[Opening Exercise materials section]

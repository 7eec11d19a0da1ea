//! Request and response body transformer.

use super::{strip_missing, TransformError};
use crate::capture::{set_content_length, CapturedResponse, ResponseSink};
use crate::context::TemplateContext;
use crate::environment::{
    header_snapshot, parse_json_body, parse_json_lenient, parse_response_body, Environment,
    RequestInfo, ResponseInfo,
};
use crate::template::{Template, Value};
use crate::types::{empty, full, Request};
use bytes::Bytes;
use http::header::{CONTENT_LENGTH, CONTENT_TYPE, TRANSFER_ENCODING};
use http::HeaderValue;
use http_body::Body as _;
use http_body_util::{BodyExt, LengthLimitError, Limited};
use std::collections::HashMap;
use tracing::{debug, trace};

/// Request body before and after the request stage.
#[derive(Debug, Clone, PartialEq)]
pub struct RequestBodies {
    pub original: Bytes,
    pub modified: Bytes,
}

/// Rewrites the request body before forwarding and the response body
/// after the downstream handler has run.
pub struct BodyTransformer {
    /// Request body template
    request: Option<Template>,
    /// Response body templates keyed by status code
    response: HashMap<u16, Template>,
    /// Upper bound for buffering the request body
    max_body_size: usize,
}

impl BodyTransformer {
    /// Create from compiled request and response templates.
    pub fn new(
        request: Option<Template>,
        response: HashMap<u16, Template>,
        max_body_size: usize,
    ) -> Self {
        Self {
            request,
            response,
            max_body_size,
        }
    }

    /// Whether a request body template is configured.
    pub fn has_request_template(&self) -> bool {
        self.request.is_some()
    }

    /// Whether any response template is configured.
    pub fn has_response_templates(&self) -> bool {
        !self.response.is_empty()
    }

    /// Status codes with a response template, ascending.
    pub fn response_statuses(&self) -> Vec<u16> {
        let mut statuses: Vec<u16> = self.response.keys().copied().collect();
        statuses.sort_unstable();
        statuses
    }

    /// Render the request template over the parsed request body and install
    /// the result as the new body.
    ///
    /// Returns `None` when there is no request template or no body.
    pub async fn modify_request_body(
        &self,
        req: &mut Request,
        ctx: &TemplateContext,
    ) -> Result<Option<RequestBodies>, TransformError> {
        let Some(tmpl) = &self.request else {
            return Ok(None);
        };
        if req.body().is_end_stream() {
            trace!("Request has no body");
            return Ok(None);
        }

        let original = self.read_body(req).await?;
        let parsed = parse_json_body(&original)?;

        let info = RequestInfo::from_request(req);
        let data = Environment::for_request(&info, ctx)
            .with_api_body(parsed)
            .to_value();
        let rendered = tmpl
            .execute(&data)
            .map_err(TransformError::RequestTemplate)?;
        let modified = Bytes::from(strip_missing(&rendered));

        debug!(
            original_len = original.len(),
            modified_len = modified.len(),
            "Rewrote request body"
        );
        install_body(req, modified.clone());

        Ok(Some(RequestBodies { original, modified }))
    }

    /// Buffer the request body and put it back unchanged, so response
    /// templates can still see it.
    pub async fn buffer_request_body(
        &self,
        req: &mut Request,
    ) -> Result<Option<RequestBodies>, TransformError> {
        if req.body().is_end_stream() {
            return Ok(None);
        }
        let original = self.read_body(req).await?;
        install_body(req, original.clone());
        Ok(Some(RequestBodies {
            modified: original.clone(),
            original,
        }))
    }

    async fn read_body(&self, req: &mut Request) -> Result<Bytes, TransformError> {
        let body = std::mem::replace(req.body_mut(), empty());
        let collect: std::pin::Pin<
            Box<
                dyn std::future::Future<
                        Output = Result<http_body_util::Collected<Bytes>, crate::types::BoxError>,
                    > + Send,
            >,
        > = Box::pin(Limited::new(body, self.max_body_size).collect());
        match collect.await {
            Ok(collected) => Ok(collected.to_bytes()),
            Err(e) if e.is::<LengthLimitError>() => Err(TransformError::BodyTooLarge {
                limit: self.max_body_size,
            }),
            Err(e) => Err(TransformError::ReadBody(e.to_string())),
        }
    }

    /// Write the captured response to `sink`, rewritten by the template
    /// registered for its status code if there is one.
    ///
    /// Without a matching template the captured status and body pass through
    /// unchanged. With one, output that parses as JSON is written minified
    /// with `Content-Type: application/json`; anything else is written as
    /// rendered. Either way `Content-Length` is recomputed and the captured
    /// status is kept.
    pub fn modify_response(
        &self,
        sink: &mut dyn ResponseSink,
        captured: CapturedResponse,
        request: &RequestInfo,
        bodies: Option<&RequestBodies>,
        ctx: &TemplateContext,
    ) -> Result<(), TransformError> {
        let status = captured.status;
        let Some(tmpl) = self.response.get(&status.as_u16()) else {
            trace!(status = status.as_u16(), "No response template for status");
            sink.write_status(status);
            sink.write_body(&captured.body);
            return Ok(());
        };

        let (api_body, modified_body) = match bodies {
            Some(b) => (parse_json_lenient(&b.original), parse_json_lenient(&b.modified)),
            None => (Value::Null, Value::Null),
        };
        let response = ResponseInfo {
            status: status.as_u16(),
            headers: header_snapshot(sink.headers()),
            body: parse_response_body(&captured.body),
        };
        let data = Environment::for_request(request, ctx)
            .with_api_body(api_body)
            .with_modified_body(modified_body)
            .with_response(response)
            .to_value();

        let rendered = tmpl
            .execute(&data)
            .map_err(TransformError::ResponseTemplate)?;
        let cleaned = strip_missing(&rendered);

        let body = match serde_json::from_str::<serde_json::Value>(&cleaned) {
            Ok(json) => {
                sink.headers_mut()
                    .insert(CONTENT_TYPE, HeaderValue::from_static("application/json"));
                Bytes::from(json.to_string())
            }
            Err(e) => {
                debug!(status = status.as_u16(), error = %e, "Response template output is not JSON");
                Bytes::from(cleaned)
            }
        };

        debug!(status = status.as_u16(), len = body.len(), "Rewrote response body");
        set_content_length(sink.headers_mut(), body.len());
        sink.write_status(status);
        sink.write_body(&body);
        Ok(())
    }
}

/// Install a fully buffered body. The new length replaces any chunked framing.
fn install_body(req: &mut Request, bytes: Bytes) {
    req.headers_mut().remove(TRANSFER_ENCODING);
    req.headers_mut()
        .insert(CONTENT_LENGTH, HeaderValue::from(bytes.len()));
    *req.body_mut() = full(bytes);
}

[Closing Exercise materials section]

- **What you should do**: Exact retyping of all the entries is required.

- **Answer area**:
repository 7eec11d19a0da1ea
//! Request and response body transformer.

use super::{strip_missing, TransformError};
use crate::capture::{set_content_length, CapturedResponse, ResponseSink};
use crate::context::TemplateContext;
use crate::environment::{
    header_snapshot, parse_json_body, parse_json_lenient, parse_response_body, Environment,
    RequestInfo, ResponseInfo,
};
use crate::template::{Template, Value};
use crate::types::{empty, full, Request};
use bytes::Bytes;
use http::header::{CONTENT_LENGTH, CONTENT_TYPE, TRANSFER_ENCODING};
use http::HeaderValue;
use http_body::Body as _;
use http_body_util::{BodyExt, LengthLimitError, Limited};
use std::collections::HashMap;
use tracing::{debug, trace};

/// Request body before and after the request stage.
#[derive(Debug, Clone, PartialEq)]
pub struct RequestBodies {
    pub original: Bytes,
    pub modified: Bytes,
}

/// Rewrites the request body before forwarding and the response body
/// after the downstream handler has run.
pub struct BodyTransformer {
    /// Request body template
    request: Option<Template>,
    /// Response body templates keyed by status code
    response: HashMap<u16, Template>,
    /// Upper bound for buffering the request body
    max_body_size: usize,
}

impl BodyTransformer {
    /// Create from compiled request and response templates.
    pub fn new(
        request: Option<Template>,
        response: HashMap<u16, Template>,
        max_body_size: usize,
    ) -> Self {
        Self {
            request,
            response,
            max_body_size,
        }
    }

    /// Whether a request body template is configured.
    pub fn has_request_template(&self) -> bool {
        self.request.is_some()
    }

    /// Whether any response template is configured.
    pub fn has_response_templates(&self) -> bool {
        !self.response.is_empty()
    }

    /// Status codes with a response template, ascending.
    pub fn response_statuses(&self) -> Vec<u16> {
        let mut statuses: Vec<u16> = self.response.keys().copied().collect();
        statuses.sort_unstable();
        statuses
    }

    /// Render the request template over the parsed request body and install
    /// the result as the new body.
    ///
    /// Returns `None` when there is no request template or no body.
    pub async fn modify_request_body(
        &self,
        req: &mut Request,
        ctx: &TemplateContext,
    ) -> Result<Option<RequestBodies>, TransformError> {
        let Some(tmpl) = &self.request else {
            return Ok(None);
        };
        if req.body().is_end_stream() {
            trace!("Request has no body");
            return Ok(None);
        }

        let original = self.read_body(req).await?;
        let parsed = parse_json_body(&original)?;

        let info = RequestInfo::from_request(req);
        let data = Environment::for_request(&info, ctx)
            .with_api_body(parsed)
            .to_value();
        let rendered = tmpl
            .execute(&data)
            .map_err(TransformError::RequestTemplate)?;
        let modified = Bytes::from(strip_missing(&rendered));

        debug!(
            original_len = original.len(),
            modified_len = modified.len(),
            "Rewrote request body"
        );
        install_body(req, modified.clone());

        Ok(Some(RequestBodies { original, modified }))
    }

    /// Buffer the request body and put it back unchanged, so response
    /// templates can still see it.
    pub async fn buffer_request_body(
        &self,
        req: &mut Request,
    ) -> Result<Option<RequestBodies>, TransformError> {
        if req.body().is_end_stream() {
            return Ok(None);
        }
        let original = self.read_body(req).await?;
        install_body(req, original.clone());
        Ok(Some(RequestBodies {
            modified: original.clone(),
            original,
        }))
    }

    async fn read_body(&self, req: &mut Request) -> Result<Bytes, TransformError> {
        let body = std::mem::replace(req.body_mut(), empty());
        let collect: std::pin::Pin<
            Box<
                dyn std::future::Future<
                        Output = Result<http_body_util::Collected<Bytes>, crate::types::BoxError>,
                    > + Send,
            >,
        > = Box::pin(Limited::new(body, self.max_body_size).collect());
        match collect.await {
            Ok(collected) => Ok(collected.to_bytes()),
            Err(e) if e.is::<LengthLimitError>() => Err(TransformError::BodyTooLarge {
                limit: self.max_body_size,
            }),
            Err(e) => Err(TransformError::ReadBody(e.to_string())),
        }
    }

    /// Write the captured response to `sink`, rewritten by the template
    /// registered for its status code if there is one.
    ///
    /// Without a matching template the captured status and body pass through
    /// unchanged. With one, output that parses as JSON is written minified
    /// with `Content-Type: application/json`; anything else is written as
    /// rendered. Either way `Content-Length` is recomputed and the captured
    /// status is kept.
    pub fn modify_response(
        &self,
        sink: &mut dyn ResponseSink,
        captured: CapturedResponse,
        request: &RequestInfo,
        bodies: Option<&RequestBodies>,
        ctx: &TemplateContext,
    ) -> Result<(), TransformError> {
        let status = captured.status;
        let Some(tmpl) = self.response.get(&status.as_u16()) else {
            trace!(status = status.as_u16(), "No response template for status");
            sink.write_status(status);
            sink.write_body(&captured.body);
            return Ok(());
        };

        let (api_body, modified_body) = match bodies {
            Some(b) => (parse_json_lenient(&b.original), parse_json_lenient(&b.modified)),
            None => (Value::Null, Value::Null),
        };
        let response = ResponseInfo {
            status: status.as_u16(),
            headers: header_snapshot(sink.headers()),
            body: parse_response_body(&captured.body),
        };
        let data = Environment::for_request(request, ctx)
            .with_api_body(api_body)
            .with_modified_body(modified_body)
            .with_response(response)
            .to_value();

        let rendered = tmpl
            .execute(&data)
            .map_err(TransformError::ResponseTemplate)?;
        let cleaned = strip_missing(&rendered);

        let body = match serde_json::from_str::<serde_json::Value>(&cleaned) {
            Ok(json) => {
                sink.headers_mut()
                    .insert(CONTENT_TYPE, HeaderValue::from_static("application/json"));
                Bytes::from(json.to_string())
            }
            Err(e) => {
                debug!(status = status.as_u16(), error = %e, "Response template output is not JSON");
                Bytes::from(cleaned)
            }
        };

        debug!(status = status.as_u16(), len = body.len(), "Rewrote response body");
        set_content_length(sink.headers_mut(), body.len());
        sink.write_status(status);
        sink.write_body(&body);
        Ok(())
    }
}

/// Install a fully buffered body. The new length replaces any chunked framing.
fn install_body(req: &mut Request, bytes: Bytes) {
    req.headers_mut().remove(TRANSFER_ENCODING);
    req.headers_mut()
        .insert(CONTENT_LENGTH, HeaderValue::from(bytes.len()));
    *req.body_mut() = full(bytes);
}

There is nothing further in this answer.